| Information given |
▽

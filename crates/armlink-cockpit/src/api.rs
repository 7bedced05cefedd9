//! JSON fallback endpoints for clients without WebSocket support, plus
//! `GET /diagnostics`.
//!
//! Each endpoint goes through the same [`ControlHandler`] as the control
//! channel. Invalid input is answered with `400` and `{"m": "<reason>"}`.

use std::sync::Arc;

use armlink_types::ArmError;
use armlink_types::messages::{GripperRequest, StatusReply, SyncReply, UpdateRequest};
use armlink_types::stats::Diagnostics;
use axum::Json;
use axum::body::Bytes;
use axum::extract::State;
use axum::http::StatusCode;
use axum::response::{IntoResponse, Response};
use serde::de::DeserializeOwned;
use tracing::debug;

use crate::control::ControlHandler;
use crate::state::AppState;

/// Rejected input, rendered as `400 {"m": "<reason>"}`.
#[derive(Debug)]
pub struct ApiError(pub ArmError);

impl From<ArmError> for ApiError {
    fn from(err: ArmError) -> Self {
        Self(err)
    }
}

impl IntoResponse for ApiError {
    fn into_response(self) -> Response {
        debug!(error = %self.0, "rejected fallback request");
        (StatusCode::BAD_REQUEST, Json(StatusReply { m: self.0.to_string() })).into_response()
    }
}

/// Deserialize a request body. An empty body reads as `{}`.
fn parse_body<T: DeserializeOwned>(body: &[u8]) -> Result<T, ArmError> {
    let body: &[u8] = if body.iter().all(u8::is_ascii_whitespace) {
        b"{}"
    } else {
        body
    };
    serde_json::from_slice(body).map_err(|e| ArmError::Malformed(e.to_string()))
}

/// `POST /update {"joints": {"1": 45}}`
pub async fn update(
    State(state): State<Arc<AppState>>,
    body: Bytes,
) -> Result<Json<StatusReply>, ApiError> {
    let req: UpdateRequest = parse_body(&body)?;
    let m = ControlHandler::new(state).set_angles(&req.joints)?;
    Ok(Json(StatusReply { m }))
}

/// `POST /gripper {"value": 80}`
pub async fn gripper(
    State(state): State<Arc<AppState>>,
    body: Bytes,
) -> Result<Json<StatusReply>, ApiError> {
    let req: GripperRequest = parse_body(&body)?;
    let m = ControlHandler::new(state).set_gripper(req.value)?;
    Ok(Json(StatusReply { m }))
}

pub async fn reset(State(state): State<Arc<AppState>>) -> Json<StatusReply> {
    Json(StatusReply {
        m: ControlHandler::new(state).reset(),
    })
}

pub async fn sync(State(state): State<Arc<AppState>>) -> Json<SyncReply> {
    let snapshot = ControlHandler::new(state).sync().await;
    Json(SyncReply {
        a: snapshot.angles,
        g: snapshot.gripper,
    })
}

pub async fn diagnostics(State(state): State<Arc<AppState>>) -> Json<Diagnostics> {
    Json(state.diagnostics())
}

#[cfg(test)]
mod tests {
    use super::*;
    use serde_json::Value;

    #[test]
    fn empty_body_reads_as_empty_object() {
        let v: Value = parse_body(b"").unwrap();
        assert_eq!(v, serde_json::json!({}));
        let v: Value = parse_body(b" \r\n").unwrap();
        assert_eq!(v, serde_json::json!({}));
    }

    #[test]
    fn invalid_json_is_malformed() {
        assert!(matches!(
            parse_body::<UpdateRequest>(b"{not json"),
            Err(ArmError::Malformed(_))
        ));
        assert!(matches!(
            parse_body::<GripperRequest>(br#"{"value":"half"}"#),
            Err(ArmError::Malformed(_))
        ));
    }

    #[test]
    fn rejection_is_a_400() {
        let response = ApiError(ArmError::GripperOutOfRange(101)).into_response();
        assert_eq!(response.status(), StatusCode::BAD_REQUEST);
    }
}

△

| What is needed |
Only the lines from the one containing "let req: UpdateRequest" to the end of the listing belong in the output, each reproduced exactly.

| Answer to the problem |
    let req: UpdateRequest = parse_body(&body)?;
    let m = ControlHandler::new(state).set_angles(&req.joints)?;
    Ok(Json(StatusReply { m }))
}

/// `POST /gripper {"value": 80}`
pub async fn gripper(
    State(state): State<Arc<AppState>>,
    body: Bytes,
) -> Result<Json<StatusReply>, ApiError> {
    let req: GripperRequest = parse_body(&body)?;
    let m = ControlHandler::new(state).set_gripper(req.value)?;
    Ok(Json(StatusReply { m }))
}

pub async fn reset(State(state): State<Arc<AppState>>) -> Json<StatusReply> {
    Json(StatusReply {
        m: ControlHandler::new(state).reset(),
    })
}

pub async fn sync(State(state): State<Arc<AppState>>) -> Json<SyncReply> {
    let snapshot = ControlHandler::new(state).sync().await;
    Json(SyncReply {
        a: snapshot.angles,
        g: snapshot.gripper,
    })
}

pub async fn diagnostics(State(state): State<Arc<AppState>>) -> Json<Diagnostics> {
    Json(state.diagnostics())
}

#[cfg(test)]
mod tests {
    use super::*;
    use serde_json::Value;

    #[test]
    fn empty_body_reads_as_empty_object() {
        let v: Value = parse_body(b"").unwrap();
        assert_eq!(v, serde_json::json!({}));
        let v: Value = parse_body(b" \r\n").unwrap();
        assert_eq!(v, serde_json::json!({}));
    }

    #[test]
    fn invalid_json_is_malformed() {
        assert!(matches!(
            parse_body::<UpdateRequest>(b"{not json"),
            Err(ArmError::Malformed(_))
        ));
        assert!(matches!(
            parse_body::<GripperRequest>(br#"{"value":"half"}"#),
            Err(ArmError::Malformed(_))
        ));
    }

    #[test]
    fn rejection_is_a_400() {
        let response = ApiError(ArmError::GripperOutOfRange(101)).into_response();
        assert_eq!(response.status(), StatusCode::BAD_REQUEST);
    }
}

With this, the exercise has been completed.